The last but probably most impressive political experiment in Spanish America was the ‘reductions’ of the Jesuits.47 The Society of Jesus, a clerical order established in 1540 by Ignatius of Loyola, had members who usually wore no special vestments and who were very well educated.48 When the order was given responsibility for missionary activity in America, the Jesuits realised that the conquered countries already had been under clerical supervision by other congregations, so they chose the as yet almost untouched areas between the borders of the Spanish and Portuguese territories.
The Spanish Crown allowed them to act in areas under its sovereignty, almost independent to the Spanish provincial administration (to the ire of that administration). The Crown charged the Jesuits with a conquista espiritual (spiritual conquest) instead of the usual military conquest.49From 1609 the Jesuits founded reducciones in the jungle areas in the southern and western borderlands of Brazil, and particularly in Paraguay. These were rural towns planned on a drawing-board with a strictly geometrical layout of streets, central plaza, church, guildhall, gaol and all other buildings necessary for a ‘civilised’ town in line with Baroque ideals of urbanism.50 In such towns the Indians of the surrounding land were congregated (Latin reducere = bring together). The Jesuit fathers, generally only two or three of them, ruled each town in a paternalistic and theocratic fashion. The Indian residents of the reductions in Paraguay, mainly Guarani, were tributaries of the Spanish king, required to pay taxes just as every other tributary. Above all they had to provide military service to the king with no right to be paid for such service. In this position they had to defend the borders of the Spanish domain against the Portuguese or hostile Indians.
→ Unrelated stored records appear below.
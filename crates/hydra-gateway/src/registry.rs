//! Built-in vendor metadata table: a single `ProviderDescriptor` table
//! instead of per-adapter free functions, plus the `build_providers`
//! factory that turns configured vendors into `Box<dyn LlmProvider>`
//! instances.

use std::collections::HashMap;
use std::sync::Arc;

use hydra_core::config::ProvidersConfig;

use crate::claude::ClaudeProvider;
use crate::gemini::GeminiProvider;
use crate::openai_compat::OpenAiCompatProvider;
use crate::provider::LlmProvider;

/// Static metadata for one of the 8 supported vendors. The
/// OpenAI-compatible family (openai/groq/glm/nvidia/openrouter/minimax)
/// shares one adapter implementation parameterized by `base_url`/`chat_path`;
/// Claude and Gemini get their own wire formats.
pub struct ProviderDescriptor {
    pub id: &'static str,
    pub base_url: &'static str,
    pub chat_path: &'static str,
    pub default_model: &'static str,
    pub supports_tools: bool,
    pub supports_thinking: bool,
}

pub const KNOWN_PROVIDERS: &[ProviderDescriptor] = &[
    ProviderDescriptor {
        id: "openai",
        base_url: "https://api.openai.com",
        chat_path: "/v1/chat/completions",
        default_model: "gpt-4o-mini",
        supports_tools: true,
        supports_thinking: false,
    },
    ProviderDescriptor {
        id: "groq",
        base_url: "https://api.groq.com/openai",
        chat_path: "/v1/chat/completions",
        default_model: "llama-3.3-70b-versatile",
        supports_tools: true,
        supports_thinking: false,
    },
    ProviderDescriptor {
        id: "glm",
        base_url: "https://open.bigmodel.cn/api/paas",
        chat_path: "/v4/chat/completions",
        default_model: "glm-4-flash",
        supports_tools: true,
        supports_thinking: false,
    },
    ProviderDescriptor {
        id: "nvidia",
        base_url: "https://integrate.api.nvidia.com",
        chat_path: "/v1/chat/completions",
        default_model: "meta/llama-3.1-70b-instruct",
        supports_tools: true,
        supports_thinking: false,
    },
    ProviderDescriptor {
        id: "openrouter",
        base_url: "https://openrouter.ai/api",
        chat_path: "/v1/chat/completions",
        default_model: "openai/gpt-4o",
        supports_tools: true,
        supports_thinking: false,
    },
    ProviderDescriptor {
        id: "minimax",
        base_url: "https://api.minimax.chat",
        chat_path: "/v1/text/chatcompletion_v2",
        default_model: "MiniMax-Text-01",
        supports_tools: true,
        supports_thinking: false,
    },
    ProviderDescriptor {
        id: "claude",
        base_url: "https://api.anthropic.com",
        chat_path: "/v1/messages",
        default_model: "claude-sonnet-4-20250514",
        supports_tools: true,
        supports_thinking: true,
    },
    ProviderDescriptor {
        id: "gemini",
        base_url: "https://generativelanguage.googleapis.com",
        chat_path: "/v1beta/models",
        default_model: "gemini-2.0-flash",
        supports_tools: true,
        supports_thinking: false,
    },
];

pub fn lookup(id: &str) -> Option<&'static ProviderDescriptor> {
    KNOWN_PROVIDERS.iter().find(|p| p.id == id)
}

/// Instantiate every vendor named in `config` that carries an API key,
/// returning `name -> provider`. Vendors with no key configured are
/// omitted entirely rather than created in a disabled state, since
/// `is_configured()` on an unconstructed adapter has no receiver to call.
pub fn build_providers(config: &ProvidersConfig) -> HashMap<String, Arc<dyn LlmProvider>> {
    let mut out: HashMap<String, Arc<dyn LlmProvider>> = HashMap::new();

    let openai_compat = [
        ("openai", &config.openai),
        ("groq", &config.groq),
        ("glm", &config.glm),
        ("nvidia", &config.nvidia),
        ("openrouter", &config.openrouter),
        ("minimax", &config.minimax),
    ];

    for (id, vendor) in openai_compat {
        if !vendor.is_configured() {
            continue;
        }
        let desc = lookup(id).expect("known provider id");
        let base_url = vendor.base_url.clone().unwrap_or_else(|| desc.base_url.to_string());
        let model = vendor.model.clone().unwrap_or_else(|| desc.default_model.to_string());
        out.insert(
            id.to_string(),
            Arc::new(OpenAiCompatProvider::new(
                id,
                vendor.api_key.clone().unwrap_or_default(),
                base_url,
                desc.chat_path.to_string(),
                model,
            )),
        );
    }

    if config.claude.is_configured() {
        let desc = lookup("claude").expect("known provider id");
        let base_url = config.claude.base_url.clone().unwrap_or_else(|| desc.base_url.to_string());
        let model = config.claude.model.clone().unwrap_or_else(|| desc.default_model.to_string());
        out.insert(
            "claude".to_string(),
            Arc::new(ClaudeProvider::new(config.claude.api_key.clone().unwrap_or_default(), base_url, model)),
        );
    }

    if config.gemini.is_configured() {
        let desc = lookup("gemini").expect("known provider id");
        let base_url = config.gemini.base_url.clone().unwrap_or_else(|| desc.base_url.to_string());
        let model = config.gemini.model.clone().unwrap_or_else(|| desc.default_model.to_string());
        out.insert(
            "gemini".to_string(),
            Arc::new(GeminiProvider::new(config.gemini.api_key.clone().unwrap_or_default(), base_url, model)),
        );
    }

    out
}

#[cfg(test)]
mod tests {
    use super::*;

    #[test]
    fn lookup_finds_all_eight_vendors() {
        for id in ["openai", "groq", "glm", "nvidia", "openrouter", "minimax", "claude", "gemini"] {
            assert!(lookup(id).is_some(), "missing descriptor for {id}");
        }
    }

    #[test]
    fn unconfigured_providers_yields_empty_map() {
        let providers = build_providers(&ProvidersConfig::default());
        assert!(providers.is_empty());
    }
}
Some of the Guarani led by the Jesuits had even been appointed Spanish officers and—quite uncommon for Spanish America—the Indian reduction troops had been equipped with firearms and horses. Between 1657 and 1697, they defended the city of Buenos Aires seven times and fought in fifty campaigns for the Spanish king.51Soon the Jesuit reductions became a veritable centre of power in Spanish America. The core area of the Guarani mission included at its apogee about 100,000—142,000 inhabitants. Together with all the other areas under Jesuit overlordship, more than 300,000 people lived under Jesuit control.52 The reduction troops became the most powerful army of the Spanish king in America. And the economy of the reductions boomed. The Jesuits introduced cattle raising, and the number of livestock increased so quickly in the absence of natural predators that cattle could be left to graze on their own and captured only when needed. Father Anton Sepp reported at the end of the seventeenth century:
We brought together 50,000 cows within two months and drove them into my village. The Indians would have even brought 70,000 or 80,000 if we would have told them to do so and we needed them. What I tell about my village is also true for all others... I did not pay a mite for those 50,000 cows.53
This situation only changed in the eighteenth century, when the Spaniards also started helping themselves to the wild droves of cattle; subsequently, the cattle had to be guarded and branded.
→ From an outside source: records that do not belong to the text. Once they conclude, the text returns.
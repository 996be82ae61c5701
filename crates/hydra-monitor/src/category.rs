//! Channel-category auto-detection: a keyword-score
//! classifier over four word sets (market, news, tech, resource) with a
//! 1.5× dominance threshold deciding whether the channel is editorial
//! (tech/resource, no reports) or report-worthy (market/news).
//!
//! `market_keywords::domain_score` already covers the market word sets
//!; this module adds the news/tech/resource lists the
//! compression pipeline has no use for.

use hydra_compress::market_keywords;
use hydra_core::types::ChannelCategory;

const NEWS: &[&str] = &[
    "breaking", "headline", "reuters", "bloomberg", "afp", "快讯", "突发", "报道", "新华社",
    "according to", "sources say", "据悉", "消息人士",
];

const TECH: &[&str] = &[
    "github", "open source", "开源", "api", "sdk", "framework", "rust", "python", "kubernetes",
    "docker", "编译", "代码", "算法", "llm", "神经网络", "编程",
];

const RESOURCE: &[&str] = &[
    "download", "下载", "网盘", "资源分享", "教程", "tutorial", "pdf", "百度网盘", "磁力链接",
    "invite link", "邀请链接",
];

fn count_hits(lower: &str, words: &[&str]) -> usize {
    words.iter().filter(|w| lower.contains(*w)).count()
}

struct Scores {
    market: usize,
    news: usize,
    tech: usize,
    resource: usize,
}

fn score(text: &str) -> Scores {
    let lower = text.to_lowercase();
    Scores {
        market: market_keywords::domain_score(text),
        news: count_hits(&lower, NEWS),
        tech: count_hits(&lower, TECH),
        resource: count_hits(&lower, RESOURCE),
    }
}

/// Classify a channel from a sample of its cached message texts.
///
/// Strictly `>` at the 1.5× boundary: a tie resolves to market/news —
/// exactly 1.5× is not a tech/resource verdict. An empty sample classifies
/// as `Market`, the existing default.
pub fn classify(samples: &[String]) -> ChannelCategory {
    let mut market = 0usize;
    let mut news = 0usize;
    let mut tech = 0usize;
    let mut resource = 0usize;

    for text in samples {
        let s = score(text);
        market += s.market;
        news += s.news;
        tech += s.tech;
        resource += s.resource;
    }

    let market_or_news = (market + news) as f64;
    let tech_or_resource = (tech + resource) as f64;

    if tech_or_resource > 1.5 * market_or_news {
        if tech >= resource {
            ChannelCategory::Tech
        } else {
            ChannelCategory::Resource
        }
    } else if news > market {
        ChannelCategory::News
    } else {
        ChannelCategory::Market
    }
}

#[cfg(test)]
mod tests {
    use super::*;

    #[test]
    fn empty_sample_defaults_to_market() {
        assert_eq!(classify(&[]), ChannelCategory::Market);
    }

    #[test]
    fn market_heavy_channel_stays_market() {
        let samples: Vec<String> = (0..20)
            .map(|i| format!("BTC breaks ${i}000 resistance on spot volume surge"))
            .collect();
        assert_eq!(classify(&samples), ChannelCategory::Market);
    }

    #[test]
    fn tech_heavy_channel_flips_to_tech() {
        let samples: Vec<String> = (0..20)
            .map(|i| format!("New rust framework release on github, open source api v{i}"))
            .collect();
        assert_eq!(classify(&samples), ChannelCategory::Tech);
    }

    #[test]
    fn resource_heavy_channel_flips_to_resource() {
        let samples: Vec<String> = (0..20)
            .map(|_| "download link: 百度网盘 tutorial pdf 资源分享".to_string())
            .collect();
        assert_eq!(classify(&samples), ChannelCategory::Resource);
    }

    #[test]
    fn exactly_at_threshold_does_not_flip() {
        // "btc eth" -> market_score = 2 (two crypto keyword hits), no news/tech/resource hits.
        // "github api rust" -> tech_score = 3 (three tech keyword hits), no other hits.
        // tech_or_resource (3) == 1.5 * market_or_news (2) exactly: the boundary is strict
        // `>`, so this must NOT classify as Tech.
        let samples = vec!["btc eth".to_string(), "github api rust".to_string()];
        let s0 = score(&samples[0]);
        let s1 = score(&samples[1]);
        assert_eq!(s0.market + s1.market + s0.news + s1.news, 2);
        assert_eq!(s0.tech + s1.tech + s0.resource + s1.resource, 3);
        assert_eq!(classify(&samples), ChannelCategory::Market);
    }
}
Every kind of trade was also to be found in the reductions,54 even the operation of printing shops and dockyards. Especially impressive churches were built, the ruins of which can still be visited today.55 Several historians indeed consider the Jesuit reductions as the highest developed political system of colonial Spanish America.56 However, according to current perspectives, there existed little personal freedom for the Indians.57 Both sexes received their special clothing; jewellery was forbidden, as was private property except for some special cases.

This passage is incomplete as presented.